Frequency of alternative splicing versus AG dinucleotide exclusion zone

We examined the level of observed alternative splicing as a function of the AGEZ. Transcript confirmed introns/exons were seen to undergo alternative splicing when they were overlapped by other transcript confirmed introns/exons, and this information was derived from the altExtron flat files. We considered only those observed alternative splicing events that unambiguously fitted into one of two classes of alternative splicing: cassette exon usage (of an exon adjacent to the 3' splice site under consideration), and exon modification at the acceptor site (extension or truncation by use of competing 3' splice site). In both cases we excluded from consideration (for Figure 7) any acceptor site where another acceptor site was observed ≥ 40 nucleotides upstream. This prevents such an upstream 3' splice site defining the AGEZ in all but extreme cases, and acts to select the upstream AG in cases where an isoform pair share a BPS and PPT but differ in the use of two closely spaced AGs for the 3' splice site. Acceptor sites were grouped according to AGEZ value, initially into decade bins, with these then combined as necessary to ensure a minimum of 50 entries per group; as plotted in Figure 7, the fraction of each group with observed alternative splice isoforms was calculated. The standard error was calculated as sqrt(r·(n - r)/n), with n being the total number of introns in the group, and r being the number of these seen to undergo alternative splicing of the defined type.

For the purposes of statistically testing the hypothesis that exons with large AGEZ values are observed to be alternative exons at a higher frequency than exons with lesser AGEZ values, a cutoff of 100 nucleotides was used to define 'large'. Above this cutoff, 68 out of 235 exons were seen to be cassette exons, as compared with an expected value of 47 (on the basis of the overall average of 19.8%); this leads to a χ² value of 9.4, giving a P value of 0.002.

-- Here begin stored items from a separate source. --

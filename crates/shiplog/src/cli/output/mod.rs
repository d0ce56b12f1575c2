//! Output formatting utilities
//!
//! Status lines go to stderr; stdout is reserved for the rendered document.

use console::style;

use shiplog_core::Diagnostic;

/// Print a success message
pub fn success(message: &str) {
    eprintln!("{} {}", style("✓").green().bold(), message);
}

/// Print an error message
pub fn error(message: &str) {
    eprintln!("{} {}", style("✗").red().bold(), message);
}

/// Print a warning message
pub fn warning(message: &str) {
    eprintln!("{} {}", style("!").yellow().bold(), message);
}

/// Print an info message
pub fn info(message: &str) {
    eprintln!("{} {}", style("→").blue(), message);
}

/// Create a styled header
pub fn header(text: &str) -> String {
    style(text).bold().to_string()
}

/// Create a styled key-value line
pub fn key_value(key: &str, value: &str) -> String {
    format!("  {}: {}", style(key).dim(), value)
}

/// One-line rendering of a recorded diagnostic
pub fn diagnostic_line(diagnostic: &Diagnostic) -> String {
    match &diagnostic.commit {
        Some(commit) => format!(
            "[{}] {}: {}",
            diagnostic.stage,
            style(commit.chars().take(7).collect::<String>()).yellow(),
            diagnostic.message
        ),
        None => format!("[{}] {}", diagnostic.stage, diagnostic.message),
    }
}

Molecular and cell biology

Constructs

PAC clones, RPI-271M21 (IDB1089010) and RP5-1009E24 (IDB1088375), were obtained from The Sanger Institute Clone Resources Group. PAC clones were tested for bacteriophage contamination by standard procedures [57]. The ROI was PCR amplified using Pfu polymerase, treated with Taq polymerase to add an A overhang, and ligated into pGEM-Teasy (Promega, Madison, WI, USA) as a shuttle vector.

PCR primers for IDB1089010 were as follows: forward 5'-CCTCTAGTAGTCAACACTCACAGCAGC; and reverse 5'-GGATAGCATGTTCTTCCCAGCTGG. PCR primers for IDB1088375 were as follows: forward 5'-CCCAAAGTGTTGGGATTACAGG; and reverse 5'-CGGACGAATTCTGTCTGCGTTGAC.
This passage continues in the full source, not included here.